Friday 6 June 2008

Bad Moon Rising.

As usual MadPriest has beaten me to the story in today's Sydney Morning Herald. It features +Jensen giving the standard line "this isn't really about homosexuality, it's about the authority of the Scriptures". Yeah, right. That's why women not keeping their heads covered in church features equally prominently on the agenda.

With bullshit like this from those at the top is it any wonder +Jensen's mission to get 10% of Sydney's population attending "Bible-believing churches" is a failure? You may be able to fool some of the people some of the time, but with spin this transparent fooling 10% of them one day a week is simply not going to happen.

As MadPriest correctly predicted two years ago, the Matthians are hoping to come out of the shake-up with significant territorial gains. Then again, so did Germany at the start of the First World War, and look how successful that proved. Yet none of this is new - over 15 years ago the same sort of rhetorical dreams were flying around at Moore College: the only thing different now is that the Jensens' disciples no longer whisper their dreams to each other quietly, these days they're feeling confident enough to stand shouting on the rooftops.

Yet even though the volume's changed, the naivety is still the same - if not worse. Just as few people outside of Sydney have any comprehension of just how Puritan these wingnuts from the far side of the world really are, neither do most Sydney Anglicans realise that our new best friends are by local standards very, very high church. Reading the local Matthian blogs one can be easily forgiven for thinking Schofield is "one of us" - a Calvinist-Baptist clad in a medium-priced business suit and being persecuted for his commitment to reformed liturgy. Yesterday I had a lengthy discussion with a relative moderate who accused me of "slandering" Fr Kennedy of "Limp Willies" notoriety by claiming his wife is also an ordained minister, who preaches regularly. To say he was shocked when shown evidence proving I wasn't making anything up, and that Hostillium is indeed guilty of the afore mentioned, is an understatement. He really had no idea that his heroes of the international war on liberalism (my apologies if I've stolen that expression from GAFCON) sit on a very different side of the church to Sydney's.

All of which is my way of saying whatever happens next in the rapidly developing farce which is the Anglican schism, one thing is certain; Sydney may be one of the wealthiest dioceses in the world (so will somebody please explain why we can't afford youth workers and clergy throughout about a quarter of the city - while some parishes have more than 20 staff?) but all that money is never going to buy the power to force men like +Duncan & +Iker to stop worshipping in a manner that is (as I've heard both Jensens describe Anglo-Catholicism)"sub-Christian".
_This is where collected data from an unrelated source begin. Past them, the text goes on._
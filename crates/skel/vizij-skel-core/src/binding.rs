use vizij_scene_core::ScenePath;

use crate::skel_query::SkelQuery;
use crate::skinning_query::SkinningQuery;

/// A skeleton and the skinnable nodes bound to it within one populated root,
/// in discovery order.
#[derive(Clone, Debug, Default, PartialEq)]
pub struct SkelBinding {
    skeleton: SkelQuery,
    targets: Vec<SkinningQuery>,
}

impl SkelBinding {
    pub fn new(skeleton: SkelQuery, targets: Vec<SkinningQuery>) -> Self {
        Self { skeleton, targets }
    }

    pub fn is_valid(&self) -> bool {
        self.skeleton.is_valid()
    }

    pub fn skeleton(&self) -> &SkelQuery {
        &self.skeleton
    }

    pub fn skinning_targets(&self) -> &[SkinningQuery] {
        &self.targets
    }

    pub fn target_paths(&self) -> Vec<&ScenePath> {
        self.targets.iter().filter_map(SkinningQuery::path).collect()
    }
}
What's more here's going to be some angry young Matthians when they eventually realise that the reason they're stuck in under-funded parishes failing to "win the world for the Gospel" is because those resources have been spent getting up close and personal with the same "sub-Christians" they grew up being told were Evangelicalism's greatest enemies.
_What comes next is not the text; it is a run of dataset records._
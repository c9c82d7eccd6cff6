//! Entry point for skeleton binding lookups.
//!
//! A [`SkelCache`] stores one [`PopulationResult`] per populated root, a
//! cross-root index of every skeleton any population has seen, and a memo of
//! direct animation lookups. Results are built without holding any lock and
//! published with a single insert, so readers see either the previous result
//! or the new one.
//!
//! Re-populating a root drops skeletons it no longer sees from the index
//! unless another populated root still holds them. The animation memo keeps
//! only entries read at the latest scene generation.
//!
//! The cache never watches the scene. Results record the scene generation they
//! were built from; callers re-populate when [`SkelCache::is_current`] says the
//! scene moved on.

use std::sync::Arc;

use hashbrown::HashMap;
use log::{debug, info, warn};
use parking_lot::RwLock;
use vizij_scene_core::{NodeRef, SceneGraph, ScenePath};

use crate::anim_query::AnimQuery;
use crate::binding::SkelBinding;
use crate::config::CacheConfig;
use crate::error::PopulateError;
use crate::resolver::TargetOrigin;
use crate::skel_query::SkelQuery;
use crate::walker::{PopulationResult, PopulationSummary, PopulationWalker};

#[derive(Debug, Default)]
pub struct SkelCache {
    config: CacheConfig,
    populations: RwLock<HashMap<ScenePath, Arc<PopulationResult>>>,
    skel_index: RwLock<HashMap<ScenePath, SkelQuery>>,
    /// Keyed by node path; entries carry the scene generation they were read at.
    anim_memo: RwLock<HashMap<ScenePath, (u64, AnimQuery)>>,
}

impl SkelCache {
    pub fn new() -> Self {
        Self::default()
    }

    pub fn with_config(config: CacheConfig) -> Self {
        Self {
            config,
            ..Self::default()
        }
    }

    pub fn config(&self) -> &CacheConfig {
        &self.config
    }

    /// Whether population expands instance occurrences. Fixed at construction.
    pub fn includes_instances(&self) -> bool {
        self.config.include_instances
    }

    /// Populate `root`, replacing any earlier result for it. Returns false and
    /// leaves the cache untouched when the root is missing, not a skeleton
    /// root, or inactive.
    pub fn populate<S: SceneGraph + Sync + ?Sized>(&self, scene: &S, root: &ScenePath) -> bool {
        match self.try_populate(scene, root) {
            Ok(_) => true,
            Err(err) => {
                warn!("populate rejected: {err}");
                false
            }
        }
    }

    pub fn try_populate<S: SceneGraph + Sync + ?Sized>(
        &self,
        scene: &S,
        root: &ScenePath,
    ) -> Result<PopulationSummary, PopulateError> {
        let result = PopulationWalker::new(scene, &self.config).walk(root)?;
        let summary = result.summary();

        {
            let mut populations = self.populations.write();
            let mut index = self.skel_index.write();
            if let Some(previous) = populations.get(root) {
                // Skeletons this root no longer sees leave the index unless
                // another populated root still holds them.
                for (path, _) in previous.skeletons() {
                    let still_seen = result.skel_query(path).is_some()
                        || populations
                            .iter()
                            .any(|(other, r)| other != root && r.skel_query(path).is_some());
                    if !still_seen {
                        index.remove(path);
                    }
                }
            }
            for (path, query) in result.skeletons() {
                index.insert(path.clone(), query.clone());
            }
            populations.insert(root.clone(), Arc::new(result));
        }

        info!(
            "populated '{}' at generation {}: {} bindings over {} targets",
            summary.root, summary.generation, summary.bindings, summary.targets
        );
        Ok(summary)
    }

    pub fn is_populated(&self, root: &ScenePath) -> bool {
        self.populations.read().contains_key(root)
    }

    /// True if `root` is populated and the scene has not changed since.
    pub fn is_current<S: SceneGraph + ?Sized>(&self, scene: &S, root: &ScenePath) -> bool {
        self.populations
            .read()
            .get(root)
            .is_some_and(|result| result.generation() == scene.generation())
    }

    /// Latest population result for `root`.
    pub fn population(&self, root: &ScenePath) -> Option<Arc<PopulationResult>> {
        self.populations.read().get(root).cloned()
    }

    /// Animation query for a node path. Does not require population.
    pub fn anim_query<S: SceneGraph + ?Sized>(&self, scene: &S, path: &ScenePath) -> AnimQuery {
        let generation = scene.generation();
        if let Some((seen, query)) = self.anim_memo.read().get(path) {
            if *seen == generation {
                return query.clone();
            }
        }
        let query = AnimQuery::from_path(scene, path, TargetOrigin::Absolute);
        let mut memo = self.anim_memo.write();
        // Entries from older scene generations can never be hit again.
        memo.retain(|_, (seen, _)| *seen == generation);
        memo.insert(path.clone(), (generation, query.clone()));
        query
    }

    /// Number of memoised animation lookups.
    pub fn memoised_anim_queries(&self) -> usize {
        self.anim_memo.read().len()
    }

    pub fn anim_query_for_node<S: SceneGraph + ?Sized>(
        &self,
        scene: &S,
        node: &NodeRef,
    ) -> AnimQuery {
        self.anim_query(scene, node.path())
    }

    /// Skeleton query from any population that observed `skeleton`; invalid
    /// when none did.
    pub fn skel_query(&self, skeleton: &ScenePath) -> SkelQuery {
        self.skel_index
            .read()
            .get(skeleton)
            .cloned()
            .unwrap_or_default()
    }

    /// Binding of `skeleton` within the populated `root`. A skeleton with no
    /// targets there yields an empty binding that still carries its query.
    pub fn compute_skel_binding(&self, root: &ScenePath, skeleton: &ScenePath) -> SkelBinding {
        let Some(result) = self.population(root) else {
            debug!("compute_skel_binding: '{root}' is not populated");
            return SkelBinding::default();
        };
        if let Some(binding) = result.binding_for(skeleton) {
            return binding.clone();
        }
        let query = match result.skel_query(skeleton) {
            Some(query) => query.clone(),
            None => self.skel_query(skeleton),
        };
        SkelBinding::new(query, Vec::new())
    }

    /// Every binding with at least one target within `root`, in discovery
    /// order. Empty for an unpopulated root.
    pub fn compute_skel_bindings(&self, root: &ScenePath) -> Vec<SkelBinding> {
        self.population(root)
            .map(|result| result.bindings().to_vec())
            .unwrap_or_default()
    }

    pub fn clear(&self) {
        self.populations.write().clear();
        self.skel_index.write().clear();
        self.anim_memo.write().clear();
    }
}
For some reason I just can't get the this song's title out of my head...

5 comments:

Doorman-Priest said...

So is it true that GAFCON really stands for Gay and Free Conference?

Anonymous said...

I thought it stood for Gay Anglican Fairies...But, what do I know.
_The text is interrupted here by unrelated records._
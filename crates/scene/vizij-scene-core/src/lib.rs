//! Scene hierarchy model for Vizij skeleton binding.
//!
//! [`SceneGraph`] is the read-only view skeleton binding walks. [`Stage`] is an
//! in-memory implementation with instancing support that can be authored
//! programmatically or loaded from a JSON [`StageDocument`].

pub mod document;
pub mod error;
pub mod graph;
pub mod ids;
pub mod path;
pub mod prim;
pub mod stage;

pub use document::{PrimSpec, StageDocument};
pub use error::StageError;
pub use graph::{InstanceContext, NodeRef, SceneGraph};
pub use ids::{PrimId, PrimIdAllocator};
pub use path::{ScenePath, ScenePathError};
pub use prim::{AttrValue, Authored, NodeKind, Prim};
pub use stage::Stage;
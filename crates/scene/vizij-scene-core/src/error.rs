use thiserror::Error;

use crate::path::{ScenePath, ScenePathError};

/// Errors produced while authoring a [`Stage`](crate::Stage) or loading a
/// stage document.
#[derive(Debug, Clone, PartialEq, Eq, Error)]
pub enum StageError {
    #[error(transparent)]
    Path(#[from] ScenePathError),
    #[error("the pseudo-root cannot be authored")]
    PseudoRoot,
    #[error("parent of '{0}' is not defined")]
    MissingParent(ScenePath),
    #[error("prim '{0}' is not defined")]
    MissingPrim(ScenePath),
    #[error("'{0}' lies beneath an instance and cannot be authored directly")]
    BeneathInstance(ScenePath),
    #[error("instance '{0}' has children of its own")]
    InstanceHasChildren(ScenePath),
    #[error("prototype '{prototype}' of instance '{instance}' is not defined")]
    MissingPrototype {
        instance: ScenePath,
        prototype: ScenePath,
    },
    #[error("instancing '{prototype}' at '{instance}' would create a cycle")]
    CyclicInstance {
        instance: ScenePath,
        prototype: ScenePath,
    },
    #[error("stage document parse error: {0}")]
    Parse(String),
}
Indeed, Alcibiades, "Trouble's on the way..." That should be the WWAC theme song.

June Butler said...

Alcibiades, before it was about women. In fact, it still is. Now it's the gays and lesbians. In the end, I believe it is about power and patriarchy and maintaining their authority. In that, I agree with Jensen.

PseudoPiskie said...

Just another old white male who feels his sacred patriarchy is threatened and is resisting in the only way he knows - reminding everyone of his authority. So totally convinced of his rightness, he is clueless about how he comes across to people who don't swallow his bs. Not good for church growth.

Fran said...

The authority of scripture indeed - a whole form of idolatry in and of itself.

Who would ever think that I would show up here and quote B16, but every now and then he actually does say something of value. From a recent audience, speaking of Pope Gregory:

"To approach Scripture simply to satisfy one's desire to know, means to give in to the temptation of pride and thus expose oneself to the risk of falling into heresy. Intellectual humility is the main rule for one who seeks to penetrate supernatural realities flowing from the sacred book."